(Task requirements):
Restate all of the data below word for word.

(Supplied entries):
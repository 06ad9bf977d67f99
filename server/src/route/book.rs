use crate::controller::Controller;
use crate::error::ErrorStatus;
use crate::handler::{AppModule, BookStore};
use crate::request::{
    BookTransformer, CreateBookRequest, DeleteBookRequest, GetBookRequest, UpdateBookRequest,
};
use crate::response::{BookPresenter, CreatedBookPresenter};
use application::service::{
    CreateBookService, DeleteBookService, GetBookService, UpdateBookService,
};
use axum::extract::rejection::JsonRejection;
use axum::extract::{Path, State};
use axum::routing::get;
use axum::{Json, Router};

pub trait BookRouter {
    fn route_book(self) -> Self;
}

impl<D: BookStore> BookRouter for Router<AppModule<D>> {
    fn route_book(self) -> Self {
        self.route(
            "/books",
            get(|State(module): State<AppModule<D>>| async move {
                Controller::new((), BookPresenter)
                    .bypass(|| module.database().get_all_books())
                    .await
                    .map_err(ErrorStatus::from)
            })
            .post(
                |State(module): State<AppModule<D>>,
                 req: Result<Json<CreateBookRequest>, JsonRejection>| async move {
                    let req = match req {
                        Ok(Json(req)) => req,
                        Err(rejection) => return Err(ErrorStatus::from(rejection)),
                    };
                    Controller::new(BookTransformer, CreatedBookPresenter)
                        .intake(req)
                        .handle(|dto| module.database().create_book(dto))
                        .await
                        .map_err(ErrorStatus::from)
                },
            ),
        )
        .route(
            "/books/:id",
            get(
                |State(module): State<AppModule<D>>, Path(id): Path<String>| async move {
                    Controller::new(BookTransformer, BookPresenter)
                        .intake(GetBookRequest::new(id))
                        .handle(|dto| module.database().get_book(dto))
                        .await
                        .map_err(ErrorStatus::from)
                },
            )
            .put(
                |State(module): State<AppModule<D>>,
                 Path(id): Path<String>,
                 req: Result<Json<UpdateBookRequest>, JsonRejection>| async move {
                    let req = match req {
                        Ok(Json(req)) => req,
                        Err(rejection) => return Err(ErrorStatus::from(rejection)),
                    };
                    Controller::new(BookTransformer, BookPresenter)
                        .intake((id, req))
                        .handle(|dto| module.database().update_book(dto))
                        .await
                        .map_err(ErrorStatus::from)
                },
            )
            .delete(
                |State(module): State<AppModule<D>>, Path(id): Path<String>| async move {
                    Controller::new(BookTransformer, BookPresenter)
                        .intake(DeleteBookRequest::new(id))
                        .handle(|dto| module.database().delete_book(dto))
                        .await
                        .map_err(ErrorStatus::from)
                },
            ),
        )
    }
}
use vodca::{AsRefln, Fromln};

#[derive(Debug, Clone, Eq, PartialEq, Fromln, AsRefln)]
pub struct BookAuthor(String);

impl BookAuthor {
    pub fn new(author: impl Into<String>) -> Self {
        Self(author.into())
    }
}
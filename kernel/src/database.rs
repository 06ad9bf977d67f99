use crate::KernelError;

#[async_trait::async_trait]
pub trait DatabaseConnection: 'static + Sync + Send {
    type Transaction: Transaction;
    async fn transact(&self) -> error_stack::Result<Self::Transaction, KernelError>;
}

pub trait DependOnDatabaseConnection: 'static + Sync + Send {
    type DatabaseConnection: DatabaseConnection;
    fn database_connection(&self) -> &Self::DatabaseConnection;
}

impl<T> DependOnDatabaseConnection for T
where
    T: DatabaseConnection,
{
    type DatabaseConnection = T;
    fn database_connection(&self) -> &Self::DatabaseConnection {
        self
    }
}

/// Unit of work against a store. Dropping it without [`Transaction::commit`]
/// discards every write made through it.
#[async_trait::async_trait]
pub trait Transaction: 'static + Sync + Send {
    async fn commit(self) -> error_stack::Result<(), KernelError>;
    async fn roll_back(self) -> error_stack::Result<(), KernelError>;
}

(Task response):
repository 06ad9bf977d67f99
filename server/src/route/book.rs
use crate::controller::Controller;
use crate::error::ErrorStatus;
use crate::handler::{AppModule, BookStore};
use crate::request::{
    BookTransformer, CreateBookRequest, DeleteBookRequest, GetBookRequest, UpdateBookRequest,
};
use crate::response::{BookPresenter, CreatedBookPresenter};
use application::service::{
    CreateBookService, DeleteBookService, GetBookService, UpdateBookService,
};
use axum::extract::rejection::JsonRejection;
use axum::extract::{Path, State};
use axum::routing::get;
use axum::{Json, Router};

pub trait BookRouter {
    fn route_book(self) -> Self;
}

impl<D: BookStore> BookRouter for Router<AppModule<D>> {
    fn route_book(self) -> Self {
        self.route(
            "/books",
            get(|State(module): State<AppModule<D>>| async move {
                Controller::new((), BookPresenter)
                    .bypass(|| module.database().get_all_books())
                    .await
                    .map_err(ErrorStatus::from)
            })
            .post(
                |State(module): State<AppModule<D>>,
                 req: Result<Json<CreateBookRequest>, JsonRejection>| async move {
                    let req = match req {
                        Ok(Json(req)) => req,
                        Err(rejection) => return Err(ErrorStatus::from(rejection)),
                    };
                    Controller::new(BookTransformer, CreatedBookPresenter)
                        .intake(req)
                        .handle(|dto| module.database().create_book(dto))
                        .await
                        .map_err(ErrorStatus::from)
                },
            ),
        )
        .route(
            "/books/:id",
            get(
                |State(module): State<AppModule<D>>, Path(id): Path<String>| async move {
                    Controller::new(BookTransformer, BookPresenter)
                        .intake(GetBookRequest::new(id))
                        .handle(|dto| module.database().get_book(dto))
                        .await
                        .map_err(ErrorStatus::from)
                },
            )
            .put(
                |State(module): State<AppModule<D>>,
                 Path(id): Path<String>,
                 req: Result<Json<UpdateBookRequest>, JsonRejection>| async move {
                    let req = match req {
                        Ok(Json(req)) => req,
                        Err(rejection) => return Err(ErrorStatus::from(rejection)),
                    };
                    Controller::new(BookTransformer, BookPresenter)
                        .intake((id, req))
                        .handle(|dto| module.database().update_book(dto))
                        .await
                        .map_err(ErrorStatus::from)
                },
            )
            .delete(
                |State(module): State<AppModule<D>>, Path(id): Path<String>| async move {
                    Controller::new(BookTransformer, BookPresenter)
                        .intake(DeleteBookRequest::new(id))
                        .handle(|dto| module.database().delete_book(dto))
                        .await
                        .map_err(ErrorStatus::from)
                },
            ),
        )
    }
}
use vodca::{AsRefln, Fromln};

#[derive(Debug, Clone, Eq, PartialEq, Fromln, AsRefln)]
pub struct BookAuthor(String);

impl BookAuthor {
    pub fn new(author: impl Into<String>) -> Self {
        Self(author.into())
    }
}
filename kernel/src/database.rs
repository 06ad9bf977d67f99
use crate::KernelError;

#[async_trait::async_trait]
pub trait DatabaseConnection: 'static + Sync + Send {
    type Transaction: Transaction;
    async fn transact(&self) -> error_stack::Result<Self::Transaction, KernelError>;
}

pub trait DependOnDatabaseConnection: 'static + Sync + Send {
    type DatabaseConnection: DatabaseConnection;
    fn database_connection(&self) -> &Self::DatabaseConnection;
}

impl<T> DependOnDatabaseConnection for T
where
    T: DatabaseConnection,
{
    type DatabaseConnection = T;
    fn database_connection(&self) -> &Self::DatabaseConnection {
        self
    }
}

/// Unit of work against a store. Dropping it without [`Transaction::commit`]
/// discards every write made through it.
#[async_trait::async_trait]
pub trait Transaction: 'static + Sync + Send {
    async fn commit(self) -> error_stack::Result<(), KernelError>;
    async fn roll_back(self) -> error_stack::Result<(), KernelError>;
}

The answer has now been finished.